[Study material — start]

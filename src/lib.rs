pub mod catalog;
pub mod cli;
pub mod database_ops;
pub mod logging;
pub mod normalization;
pub mod reconcile;

pub mod util {
    pub mod env;
    pub mod retry;
    pub mod time;
}

// Ingest refresh pipeline (library function, not a bin).
// Walks the category set, merges listing candidates with stored products,
// and reconciles each product's variants under bounded fan-out.

use anyhow::{Context, Result};
use chrono::Utc;
use futures::stream::FuturesUnordered;
use futures::StreamExt;
use std::collections::HashSet;
use std::sync::Arc;
use tokio::sync::Semaphore;
use tracing::{info, warn};

use catalog::{compact_share_link, ListingItem, VariantSource};
use database_ops::db::Db;
use database_ops::products::{
    plan_variant_ops, BasePatch, CandidateRow, OpsOutcome, PlanCounters, VariantObservation,
};
use normalization::strip_for_compare;
use util::env::{env_parse, env_parse_opt};
use util::time::day_key;

#[derive(Debug, Clone)]
pub struct IngestOptions {
    /// Concurrency ceiling for in-flight product workups.
    pub concurrency: usize,
    /// Listing candidates below this sales volume are skipped.
    pub min_volume: i64,
    /// Process shard `shard_index` of `shard_count` of the category list.
    pub shard_index: usize,
    pub shard_count: usize,
}

impl Default for IngestOptions {
    fn default() -> Self {
        Self {
            concurrency: 10,
            min_volume: 170,
            shard_index: 0,
            shard_count: 1,
        }
    }
}

impl IngestOptions {
    pub fn from_env() -> Self {
        let defaults = Self::default();
        Self {
            concurrency: env_parse("DEALTRACK_CONCURRENCY", defaults.concurrency),
            min_volume: env_parse("DEALTRACK_MIN_VOLUME", defaults.min_volume),
            shard_index: env_parse_opt("DEALTRACK_SHARD_INDEX").unwrap_or(defaults.shard_index),
            shard_count: env_parse_opt("DEALTRACK_SHARD_COUNT")
                .filter(|n| *n > 0)
                .unwrap_or(defaults.shard_count),
        }
    }
}

/// Defaulted-fallback counters. These are diagnostics, never errors: a
/// malformed record defaults locally so the batch keeps going.
#[derive(Debug, Default, Clone, Copy)]
pub struct IngestDiagnostics {
    pub volume_defaulted: usize,
    pub link_defaulted: usize,
    pub props_defaulted: usize,
}

impl IngestDiagnostics {
    fn absorb(&mut self, other: IngestDiagnostics) {
        self.volume_defaulted += other.volume_defaulted;
        self.link_defaulted += other.link_defaulted;
        self.props_defaulted += other.props_defaulted;
    }
}

#[derive(Debug, Default)]
pub struct IngestSummary {
    pub categories: usize,
    pub candidates: usize,
    pub processed: usize,
    pub ops_applied: usize,
    pub ops_failed: usize,
    pub counters: PlanCounters,
    pub diagnostics: IngestDiagnostics,
    /// Products whose workup failed, by id. Partial success is the
    /// expected steady state; these are reported, not fatal.
    pub failed_ids: Vec<String>,
}

/// Split `items` into `shard_count` contiguous shards, spreading the
/// remainder across the first shards.
pub fn split_shards<T>(mut items: Vec<T>, shard_count: usize) -> Vec<Vec<T>> {
    let shard_count = shard_count.max(1);
    let total = items.len();
    let base = total / shard_count;
    let mut remainder = total % shard_count;

    let mut shards = Vec::with_capacity(shard_count);
    for _ in 0..shard_count {
        let extra = if remainder > 0 { 1 } else { 0 };
        remainder = remainder.saturating_sub(1);
        let take = (base + extra).min(items.len());
        let rest = items.split_off(take);
        shards.push(std::mem::replace(&mut items, rest));
    }
    shards
}

/// One merged workup candidate: a product seen in the listing feed, already
/// stored under the category, or both.
#[derive(Debug, Clone)]
struct Candidate {
    id: String,
    volume: Option<i64>,
    listing_link: Option<String>,
    stored_link: Option<String>,
}

impl Candidate {
    fn from_listing(item: ListingItem) -> Self {
        Self {
            id: item.id,
            volume: item.volume.filter(|v| *v != 0),
            listing_link: item.promotion_link,
            stored_link: None,
        }
    }

    fn from_stored(row: CandidateRow) -> Self {
        Self {
            id: row.id,
            volume: None,
            listing_link: None,
            stored_link: row.pl,
        }
    }
}

/// Full ingest refresh: fetch per-category candidates, merge with storage,
/// then reconcile every candidate product under bounded fan-out. Each
/// worker is failure-isolated; one product's failure never aborts siblings.
pub async fn ingest_refresh_pipeline(
    db: &Db,
    source: &dyn VariantSource,
    opts: &IngestOptions,
) -> Result<IngestSummary> {
    let mut summary = IngestSummary::default();

    let categories = db.all_categories().await.context("loading categories")?;
    if categories.is_empty() {
        warn!("no categories in storage; nothing to ingest");
        return Ok(summary);
    }
    let shards = split_shards(categories, opts.shard_count);
    let shard = shards
        .into_iter()
        .nth(opts.shard_index)
        .unwrap_or_default();
    info!(
        shard_index = opts.shard_index,
        shard_count = opts.shard_count,
        categories = shard.len(),
        "ingest shard selected"
    );

    // Candidate gathering: listing items above the volume floor, then
    // products already stored under the category. Listing entries win the
    // id-level dedup so fresh volume/link data is preferred.
    let mut candidates: Vec<Candidate> = Vec::new();
    let mut seen: HashSet<String> = HashSet::new();
    for category in &shard {
        summary.categories += 1;
        let listed = match source.category_listing(&category.ext_id).await {
            Ok(items) => items,
            Err(err) => {
                warn!(category = %category.name, error = %err, "category listing failed; skipping");
                continue;
            }
        };
        let listed_total = listed.len();
        let mut kept = 0usize;
        for item in listed {
            if item.volume.unwrap_or(0) < opts.min_volume {
                continue;
            }
            kept += 1;
            if seen.insert(item.id.clone()) {
                candidates.push(Candidate::from_listing(item));
            }
        }

        let stored = db.products_in_category(category.id).await?;
        let stored_total = stored.len();
        for row in stored {
            if seen.insert(row.id.clone()) {
                candidates.push(Candidate::from_stored(row));
            }
        }
        info!(
            category = %category.name,
            listed = listed_total,
            above_floor = kept,
            stored = stored_total,
            "category candidates gathered"
        );
    }
    summary.candidates = candidates.len();
    info!(candidates = summary.candidates, "deduplicated candidate set ready");

    // Bounded fan-out over the merged candidate set.
    let semaphore = Arc::new(Semaphore::new(opts.concurrency.max(1)));
    let mut tasks = FuturesUnordered::new();
    for candidate in candidates {
        let sem = semaphore.clone();
        tasks.push(async move {
            let _permit = sem.acquire().await;
            let id = candidate.id.clone();
            let res = workup_product(db, source, candidate).await;
            (id, res)
        });
    }

    while let Some((id, res)) = tasks.next().await {
        match res {
            Ok(outcome) => {
                summary.processed += 1;
                summary.ops_applied += outcome.ops.applied;
                summary.ops_failed += outcome.ops.failed;
                summary.counters.new_variants += outcome.counters.new_variants;
                summary.counters.first_points += outcome.counters.first_points;
                summary.counters.lowered_points += outcome.counters.lowered_points;
                summary.counters.unchanged += outcome.counters.unchanged;
                summary.counters.rejected_points += outcome.counters.rejected_points;
                summary.diagnostics.absorb(outcome.diagnostics);
            }
            Err(err) => {
                warn!(product_id = %id, error = %err, "product workup failed");
                summary.failed_ids.push(id);
            }
        }
    }

    info!(
        processed = summary.processed,
        failed = summary.failed_ids.len(),
        new_variants = summary.counters.new_variants,
        first_points = summary.counters.first_points,
        lowered_points = summary.counters.lowered_points,
        rejected_points = summary.counters.rejected_points,
        ops_applied = summary.ops_applied,
        ops_failed = summary.ops_failed,
        "ingest refresh done"
    );
    if !summary.failed_ids.is_empty() {
        info!(failed_ids = ?summary.failed_ids, "failed product ids");
    }
    Ok(summary)
}

struct WorkupOutcome {
    counters: PlanCounters,
    ops: OpsOutcome,
    diagnostics: IngestDiagnostics,
}

/// Sequential per-product work: fetch detail, resolve category refs, build
/// the sparse base patch, reconcile variants, apply mutations as one
/// unordered batch.
async fn workup_product(
    db: &Db,
    source: &dyn VariantSource,
    candidate: Candidate,
) -> Result<WorkupOutcome> {
    let mut diagnostics = IngestDiagnostics::default();
    let product_id = candidate.id.clone();

    let detail = source.sku_detail(&product_id).await?;

    let mut patch = BasePatch::default();
    if let Some(cat1) = &detail.info.category_l1 {
        patch.cat1 = db.category_by_ext_id(cat1).await?.map(|c| c.id);
    }
    if let Some(cat2) = &detail.info.category_l2 {
        patch.cat2 = db.category_by_ext_id(cat2).await?.map(|c| c.id);
    }
    if let Some(title) = &detail.info.title {
        if !strip_for_compare(title).is_empty() {
            patch.tt = Some(title.clone());
        }
    }
    patch.ps = detail.info.product_score.filter(|v| *v != 0.0);
    patch.rn = detail.info.review_number.filter(|v| *v != 0);

    // Volume: listing value when present, otherwise the by-id brief.
    patch.vol = candidate.volume;
    if patch.vol.is_none() {
        match source.product_brief(&product_id).await {
            Ok(Some(brief)) => patch.vol = brief.volume.filter(|v| *v > 0),
            Ok(None) => {}
            Err(err) => {
                warn!(product_id = %product_id, error = %err, "volume brief failed; leaving volume unset");
            }
        }
        if patch.vol.is_none() {
            diagnostics.volume_defaulted += 1;
        }
    }

    // Promotion link: listing, then stored, then the by-id brief.
    patch.pl = candidate
        .listing_link
        .as_deref()
        .and_then(compact_share_link)
        .or_else(|| {
            candidate
                .stored_link
                .as_deref()
                .and_then(compact_share_link)
        });
    if patch.pl.is_none() {
        match source.product_brief(&product_id).await {
            Ok(Some(brief)) => {
                patch.pl = brief.promotion_link.as_deref().and_then(compact_share_link);
            }
            Ok(None) => {}
            Err(err) => {
                warn!(product_id = %product_id, error = %err, "link brief failed; leaving link unset");
            }
        }
        if patch.pl.is_none() {
            diagnostics.link_defaulted += 1;
        }
    }

    let stored = db.fetch_sku_projection(&product_id).await?;

    let observations: Vec<VariantObservation> = detail
        .variants
        .iter()
        .map(|rec| {
            let obs = rec.to_observation();
            if obs.sp_canonical.is_empty() && !obs.sp_raw.is_empty() {
                diagnostics.props_defaulted += 1;
            }
            obs
        })
        .collect();

    let now = Utc::now();
    let today = day_key(now);
    let planned = plan_variant_ops(
        &product_id,
        patch,
        stored.as_deref(),
        &observations,
        &today,
        now,
    );
    let ops = db.apply_ops(&planned.ops).await;

    Ok(WorkupOutcome {
        counters: planned.counters,
        ops,
        diagnostics,
    })
}

#[cfg(test)]
mod tests {
    use super::*;

    #[test]
    fn shards_split_evenly_with_remainder_up_front() {
        let items: Vec<u32> = (0..31).collect();
        let shards = split_shards(items, 14);
        assert_eq!(shards.len(), 14);
        let sizes: Vec<usize> = shards.iter().map(|s| s.len()).collect();
        // 31 = 14*2 + 3: three shards get an extra item, all up front.
        assert_eq!(sizes[..3], [3, 3, 3]);
        assert!(sizes[3..].iter().all(|s| *s == 2));
        let total: usize = sizes.iter().sum();
        assert_eq!(total, 31);
        // Order is preserved across the split.
        assert_eq!(shards[0], vec![0, 1, 2]);
        assert_eq!(shards[1], vec![3, 4, 5]);
    }

    #[test]
    fn shard_count_one_keeps_everything() {
        let shards = split_shards(vec![1, 2, 3], 1);
        assert_eq!(shards, vec![vec![1, 2, 3]]);
    }

    #[test]
    fn more_shards_than_items_yields_empties() {
        let shards = split_shards(vec![1], 3);
        assert_eq!(shards[0], vec![1]);
        assert!(shards[1].is_empty());
        assert!(shards[2].is_empty());
    }
}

[Study material — finish]

Of the lines above, output exactly those from the line bearing "volume are skipped." through the line bearing "batch keeps going.", inclusive.

    /// Listing candidates below this sales volume are skipped.
    pub min_volume: i64,
    /// Process shard `shard_index` of `shard_count` of the category list.
    pub shard_index: usize,
    pub shard_count: usize,
}

impl Default for IngestOptions {
    fn default() -> Self {
        Self {
            concurrency: 10,
            min_volume: 170,
            shard_index: 0,
            shard_count: 1,
        }
    }
}

impl IngestOptions {
    pub fn from_env() -> Self {
        let defaults = Self::default();
        Self {
            concurrency: env_parse("DEALTRACK_CONCURRENCY", defaults.concurrency),
            min_volume: env_parse("DEALTRACK_MIN_VOLUME", defaults.min_volume),
            shard_index: env_parse_opt("DEALTRACK_SHARD_INDEX").unwrap_or(defaults.shard_index),
            shard_count: env_parse_opt("DEALTRACK_SHARD_COUNT")
                .filter(|n| *n > 0)
                .unwrap_or(defaults.shard_count),
        }
    }
}

/// Defaulted-fallback counters. These are diagnostics, never errors: a
/// malformed record defaults locally so the batch keeps going.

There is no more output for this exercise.